Data for processing
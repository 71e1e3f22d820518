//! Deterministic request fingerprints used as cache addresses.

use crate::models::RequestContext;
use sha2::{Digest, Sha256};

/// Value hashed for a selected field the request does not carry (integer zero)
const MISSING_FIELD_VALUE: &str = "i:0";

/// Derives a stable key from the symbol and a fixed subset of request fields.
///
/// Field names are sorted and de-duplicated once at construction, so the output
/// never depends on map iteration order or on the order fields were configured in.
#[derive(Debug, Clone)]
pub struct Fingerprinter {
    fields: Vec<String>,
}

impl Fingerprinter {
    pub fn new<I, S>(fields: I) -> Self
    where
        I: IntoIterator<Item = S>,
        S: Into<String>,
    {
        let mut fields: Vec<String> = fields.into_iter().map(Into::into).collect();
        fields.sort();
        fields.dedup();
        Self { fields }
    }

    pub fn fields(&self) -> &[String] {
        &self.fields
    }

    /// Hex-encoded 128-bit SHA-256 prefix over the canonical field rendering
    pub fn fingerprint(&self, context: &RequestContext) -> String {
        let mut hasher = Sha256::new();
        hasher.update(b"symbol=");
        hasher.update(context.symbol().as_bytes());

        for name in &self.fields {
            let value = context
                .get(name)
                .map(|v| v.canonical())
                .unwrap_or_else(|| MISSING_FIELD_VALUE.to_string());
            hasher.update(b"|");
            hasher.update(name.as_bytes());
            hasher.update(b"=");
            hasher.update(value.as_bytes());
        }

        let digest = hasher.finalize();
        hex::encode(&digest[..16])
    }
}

Exercise prompt
Please give all the lines above again, exactly as they read.

Your solution
repository 71e1e3f22d820518
//! Deterministic request fingerprints used as cache addresses.

use crate::models::RequestContext;
use sha2::{Digest, Sha256};

/// Value hashed for a selected field the request does not carry (integer zero)
const MISSING_FIELD_VALUE: &str = "i:0";

/// Derives a stable key from the symbol and a fixed subset of request fields.
///
/// Field names are sorted and de-duplicated once at construction, so the output
/// never depends on map iteration order or on the order fields were configured in.
#[derive(Debug, Clone)]
pub struct Fingerprinter {
    fields: Vec<String>,
}

impl Fingerprinter {
    pub fn new<I, S>(fields: I) -> Self
    where
        I: IntoIterator<Item = S>,
        S: Into<String>,
    {
        let mut fields: Vec<String> = fields.into_iter().map(Into::into).collect();
        fields.sort();
        fields.dedup();
        Self { fields }
    }

    pub fn fields(&self) -> &[String] {
        &self.fields
    }

    /// Hex-encoded 128-bit SHA-256 prefix over the canonical field rendering
    pub fn fingerprint(&self, context: &RequestContext) -> String {
        let mut hasher = Sha256::new();
        hasher.update(b"symbol=");
        hasher.update(context.symbol().as_bytes());

        for name in &self.fields {
            let value = context
                .get(name)
                .map(|v| v.canonical())
                .unwrap_or_else(|| MISSING_FIELD_VALUE.to_string());
            hasher.update(b"|");
            hasher.update(name.as_bytes());
            hasher.update(b"=");
            hasher.update(value.as_bytes());
        }

        let digest = hasher.finalize();
        hex::encode(&digest[..16])
    }
}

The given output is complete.